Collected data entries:
━━━━━━━━━━━━━━━━

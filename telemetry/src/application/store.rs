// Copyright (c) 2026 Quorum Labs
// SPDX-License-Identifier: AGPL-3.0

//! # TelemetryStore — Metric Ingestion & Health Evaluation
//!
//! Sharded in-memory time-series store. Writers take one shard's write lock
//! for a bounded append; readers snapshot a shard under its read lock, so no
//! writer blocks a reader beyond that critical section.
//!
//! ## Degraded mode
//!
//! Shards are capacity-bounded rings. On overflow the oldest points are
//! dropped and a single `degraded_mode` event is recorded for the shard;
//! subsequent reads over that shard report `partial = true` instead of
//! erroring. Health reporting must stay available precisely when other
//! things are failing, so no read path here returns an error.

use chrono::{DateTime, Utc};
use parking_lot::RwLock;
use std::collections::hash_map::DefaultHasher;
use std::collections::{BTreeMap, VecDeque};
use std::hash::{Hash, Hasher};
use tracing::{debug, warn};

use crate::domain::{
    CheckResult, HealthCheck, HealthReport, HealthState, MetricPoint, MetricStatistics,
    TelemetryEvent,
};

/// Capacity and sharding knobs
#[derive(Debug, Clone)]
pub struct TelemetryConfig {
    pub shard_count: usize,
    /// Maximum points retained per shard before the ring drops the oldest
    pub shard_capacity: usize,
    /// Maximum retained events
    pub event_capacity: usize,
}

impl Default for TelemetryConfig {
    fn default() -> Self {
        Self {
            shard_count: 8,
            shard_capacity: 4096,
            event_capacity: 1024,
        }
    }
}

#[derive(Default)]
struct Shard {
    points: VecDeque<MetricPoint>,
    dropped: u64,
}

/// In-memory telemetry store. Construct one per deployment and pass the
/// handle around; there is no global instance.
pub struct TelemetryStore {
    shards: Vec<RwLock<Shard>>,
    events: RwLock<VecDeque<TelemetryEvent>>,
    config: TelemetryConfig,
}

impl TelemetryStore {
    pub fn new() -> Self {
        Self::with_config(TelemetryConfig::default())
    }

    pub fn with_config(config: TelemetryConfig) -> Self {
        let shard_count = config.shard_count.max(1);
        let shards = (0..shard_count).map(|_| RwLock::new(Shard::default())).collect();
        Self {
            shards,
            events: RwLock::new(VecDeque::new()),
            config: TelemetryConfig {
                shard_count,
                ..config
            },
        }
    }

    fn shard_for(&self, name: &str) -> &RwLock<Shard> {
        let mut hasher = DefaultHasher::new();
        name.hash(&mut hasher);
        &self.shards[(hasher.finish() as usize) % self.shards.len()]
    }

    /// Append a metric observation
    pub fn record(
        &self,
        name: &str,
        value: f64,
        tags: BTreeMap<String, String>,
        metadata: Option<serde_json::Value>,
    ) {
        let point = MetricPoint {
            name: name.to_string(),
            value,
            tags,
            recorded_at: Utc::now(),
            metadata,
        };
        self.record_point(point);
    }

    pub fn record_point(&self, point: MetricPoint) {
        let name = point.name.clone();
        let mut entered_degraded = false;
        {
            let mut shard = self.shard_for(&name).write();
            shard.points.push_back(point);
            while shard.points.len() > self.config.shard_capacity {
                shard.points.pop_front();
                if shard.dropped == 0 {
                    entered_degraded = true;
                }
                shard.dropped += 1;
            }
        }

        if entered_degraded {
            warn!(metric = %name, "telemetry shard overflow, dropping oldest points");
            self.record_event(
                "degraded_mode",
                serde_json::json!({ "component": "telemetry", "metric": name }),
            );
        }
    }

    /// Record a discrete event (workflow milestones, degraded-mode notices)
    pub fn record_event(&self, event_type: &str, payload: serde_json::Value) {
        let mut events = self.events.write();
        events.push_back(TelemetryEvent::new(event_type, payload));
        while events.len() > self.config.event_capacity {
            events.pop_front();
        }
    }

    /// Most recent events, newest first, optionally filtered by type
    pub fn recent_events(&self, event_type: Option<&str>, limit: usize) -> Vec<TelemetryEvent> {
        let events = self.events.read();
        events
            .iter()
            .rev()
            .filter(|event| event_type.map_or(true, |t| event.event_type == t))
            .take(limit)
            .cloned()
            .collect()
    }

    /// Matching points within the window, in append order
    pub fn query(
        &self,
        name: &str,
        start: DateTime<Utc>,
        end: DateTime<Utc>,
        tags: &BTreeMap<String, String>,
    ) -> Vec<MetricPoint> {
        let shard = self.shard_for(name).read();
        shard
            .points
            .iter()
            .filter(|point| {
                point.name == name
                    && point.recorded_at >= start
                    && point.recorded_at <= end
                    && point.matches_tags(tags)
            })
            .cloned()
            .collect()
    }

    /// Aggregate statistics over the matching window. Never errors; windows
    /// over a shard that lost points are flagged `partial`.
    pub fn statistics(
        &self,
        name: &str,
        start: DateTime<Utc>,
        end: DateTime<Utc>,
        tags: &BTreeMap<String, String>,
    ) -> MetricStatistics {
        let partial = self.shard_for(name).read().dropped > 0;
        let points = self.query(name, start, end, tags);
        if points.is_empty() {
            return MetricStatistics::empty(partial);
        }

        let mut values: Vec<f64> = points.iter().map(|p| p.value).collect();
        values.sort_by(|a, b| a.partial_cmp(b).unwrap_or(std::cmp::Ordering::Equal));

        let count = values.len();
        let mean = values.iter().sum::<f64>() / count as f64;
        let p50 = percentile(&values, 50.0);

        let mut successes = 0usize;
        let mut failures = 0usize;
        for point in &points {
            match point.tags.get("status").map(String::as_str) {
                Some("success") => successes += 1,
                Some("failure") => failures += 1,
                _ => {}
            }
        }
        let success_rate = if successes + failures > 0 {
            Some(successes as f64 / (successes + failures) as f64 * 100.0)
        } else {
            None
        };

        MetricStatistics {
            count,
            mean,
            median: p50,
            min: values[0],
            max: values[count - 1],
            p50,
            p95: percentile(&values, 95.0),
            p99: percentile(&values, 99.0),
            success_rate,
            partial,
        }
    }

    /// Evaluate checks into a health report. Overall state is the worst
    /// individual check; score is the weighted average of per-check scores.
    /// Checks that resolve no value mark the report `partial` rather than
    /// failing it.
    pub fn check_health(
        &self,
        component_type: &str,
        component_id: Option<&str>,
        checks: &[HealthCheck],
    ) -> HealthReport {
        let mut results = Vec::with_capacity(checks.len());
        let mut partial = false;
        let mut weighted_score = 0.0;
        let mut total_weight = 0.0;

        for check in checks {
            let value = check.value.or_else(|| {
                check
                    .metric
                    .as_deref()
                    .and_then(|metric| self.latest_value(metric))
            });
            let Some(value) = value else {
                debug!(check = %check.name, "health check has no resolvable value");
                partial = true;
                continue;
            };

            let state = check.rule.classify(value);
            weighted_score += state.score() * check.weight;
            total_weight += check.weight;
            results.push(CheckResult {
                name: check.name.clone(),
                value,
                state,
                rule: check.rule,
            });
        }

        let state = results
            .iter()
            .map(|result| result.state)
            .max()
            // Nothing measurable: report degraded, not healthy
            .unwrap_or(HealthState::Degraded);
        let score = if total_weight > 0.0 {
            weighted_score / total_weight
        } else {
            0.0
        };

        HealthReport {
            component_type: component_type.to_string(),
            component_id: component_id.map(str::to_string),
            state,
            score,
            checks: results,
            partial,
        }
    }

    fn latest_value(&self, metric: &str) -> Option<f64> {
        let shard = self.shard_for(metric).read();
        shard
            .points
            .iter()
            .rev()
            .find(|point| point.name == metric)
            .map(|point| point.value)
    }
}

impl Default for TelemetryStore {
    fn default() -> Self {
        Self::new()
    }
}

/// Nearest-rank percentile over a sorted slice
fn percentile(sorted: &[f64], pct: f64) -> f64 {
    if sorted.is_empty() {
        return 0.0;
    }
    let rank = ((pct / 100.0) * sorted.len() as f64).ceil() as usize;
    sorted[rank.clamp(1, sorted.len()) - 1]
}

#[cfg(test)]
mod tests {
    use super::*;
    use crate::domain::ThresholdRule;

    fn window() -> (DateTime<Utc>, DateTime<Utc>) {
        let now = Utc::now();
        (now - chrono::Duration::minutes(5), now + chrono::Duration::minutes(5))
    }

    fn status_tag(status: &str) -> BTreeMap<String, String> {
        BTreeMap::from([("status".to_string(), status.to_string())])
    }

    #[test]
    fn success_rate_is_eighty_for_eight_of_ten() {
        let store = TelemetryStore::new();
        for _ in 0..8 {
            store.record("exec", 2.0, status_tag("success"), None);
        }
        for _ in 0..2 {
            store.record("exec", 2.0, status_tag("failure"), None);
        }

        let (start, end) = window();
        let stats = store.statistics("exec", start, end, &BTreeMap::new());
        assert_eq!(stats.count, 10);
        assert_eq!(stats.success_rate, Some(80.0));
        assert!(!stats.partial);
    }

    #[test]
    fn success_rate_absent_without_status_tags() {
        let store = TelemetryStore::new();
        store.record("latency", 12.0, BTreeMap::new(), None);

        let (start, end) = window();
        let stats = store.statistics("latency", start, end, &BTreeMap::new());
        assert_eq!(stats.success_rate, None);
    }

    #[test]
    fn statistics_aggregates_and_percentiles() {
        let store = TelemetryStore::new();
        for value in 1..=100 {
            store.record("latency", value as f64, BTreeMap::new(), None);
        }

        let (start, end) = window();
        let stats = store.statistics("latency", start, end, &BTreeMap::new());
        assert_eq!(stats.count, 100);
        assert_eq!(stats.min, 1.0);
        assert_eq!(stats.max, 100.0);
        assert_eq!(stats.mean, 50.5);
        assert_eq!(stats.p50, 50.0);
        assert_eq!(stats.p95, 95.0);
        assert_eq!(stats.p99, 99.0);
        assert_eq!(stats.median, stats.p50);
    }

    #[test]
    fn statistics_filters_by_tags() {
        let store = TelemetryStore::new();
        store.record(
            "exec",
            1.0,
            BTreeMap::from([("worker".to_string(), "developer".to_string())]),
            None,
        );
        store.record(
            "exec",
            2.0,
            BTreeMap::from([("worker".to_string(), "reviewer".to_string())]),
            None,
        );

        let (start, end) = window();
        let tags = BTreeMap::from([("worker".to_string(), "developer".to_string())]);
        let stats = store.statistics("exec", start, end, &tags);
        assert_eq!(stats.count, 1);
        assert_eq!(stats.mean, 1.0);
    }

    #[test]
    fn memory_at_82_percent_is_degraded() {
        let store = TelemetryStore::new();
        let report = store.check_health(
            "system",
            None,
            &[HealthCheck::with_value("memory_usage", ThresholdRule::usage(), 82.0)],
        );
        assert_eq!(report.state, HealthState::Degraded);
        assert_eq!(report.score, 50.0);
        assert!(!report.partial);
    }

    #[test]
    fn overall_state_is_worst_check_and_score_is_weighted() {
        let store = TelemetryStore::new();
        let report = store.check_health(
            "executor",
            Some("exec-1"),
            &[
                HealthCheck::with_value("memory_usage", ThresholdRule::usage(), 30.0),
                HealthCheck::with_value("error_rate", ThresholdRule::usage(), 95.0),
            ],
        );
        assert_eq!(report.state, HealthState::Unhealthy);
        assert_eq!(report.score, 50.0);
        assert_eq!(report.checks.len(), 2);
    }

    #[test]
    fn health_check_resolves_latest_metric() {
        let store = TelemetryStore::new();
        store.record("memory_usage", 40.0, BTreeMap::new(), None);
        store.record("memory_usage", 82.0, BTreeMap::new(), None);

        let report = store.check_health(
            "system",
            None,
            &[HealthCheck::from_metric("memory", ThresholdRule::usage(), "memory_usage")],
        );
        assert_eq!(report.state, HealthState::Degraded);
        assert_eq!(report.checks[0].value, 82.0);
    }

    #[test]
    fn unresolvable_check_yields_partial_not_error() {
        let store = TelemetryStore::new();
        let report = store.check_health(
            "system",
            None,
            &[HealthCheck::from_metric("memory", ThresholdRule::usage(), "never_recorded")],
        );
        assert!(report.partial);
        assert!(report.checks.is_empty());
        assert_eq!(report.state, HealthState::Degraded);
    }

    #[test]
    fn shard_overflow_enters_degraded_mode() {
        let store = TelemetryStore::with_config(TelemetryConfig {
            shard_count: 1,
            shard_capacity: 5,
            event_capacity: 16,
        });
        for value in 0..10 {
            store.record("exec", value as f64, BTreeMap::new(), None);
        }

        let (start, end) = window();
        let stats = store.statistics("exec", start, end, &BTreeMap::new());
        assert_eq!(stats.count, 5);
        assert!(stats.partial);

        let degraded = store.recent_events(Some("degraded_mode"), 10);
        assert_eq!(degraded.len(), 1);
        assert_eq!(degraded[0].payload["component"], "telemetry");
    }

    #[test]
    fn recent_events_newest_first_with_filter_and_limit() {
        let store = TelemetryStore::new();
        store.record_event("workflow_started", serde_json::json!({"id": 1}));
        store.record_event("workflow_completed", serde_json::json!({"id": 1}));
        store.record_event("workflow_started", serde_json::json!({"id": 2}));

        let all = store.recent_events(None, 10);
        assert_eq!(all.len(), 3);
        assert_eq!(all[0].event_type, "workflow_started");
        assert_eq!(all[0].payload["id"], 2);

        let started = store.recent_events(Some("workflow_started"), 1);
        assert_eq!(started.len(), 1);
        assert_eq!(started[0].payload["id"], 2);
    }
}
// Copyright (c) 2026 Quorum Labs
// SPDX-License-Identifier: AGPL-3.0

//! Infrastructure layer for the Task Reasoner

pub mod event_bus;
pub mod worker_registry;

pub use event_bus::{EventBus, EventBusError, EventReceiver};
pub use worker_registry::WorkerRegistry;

━━━━━━━━━━━━━━━━

# [About this task]
Copy out the lines above that hold the string "false".

# [Solution]
        let mut entered_degraded = false;
        let mut partial = false;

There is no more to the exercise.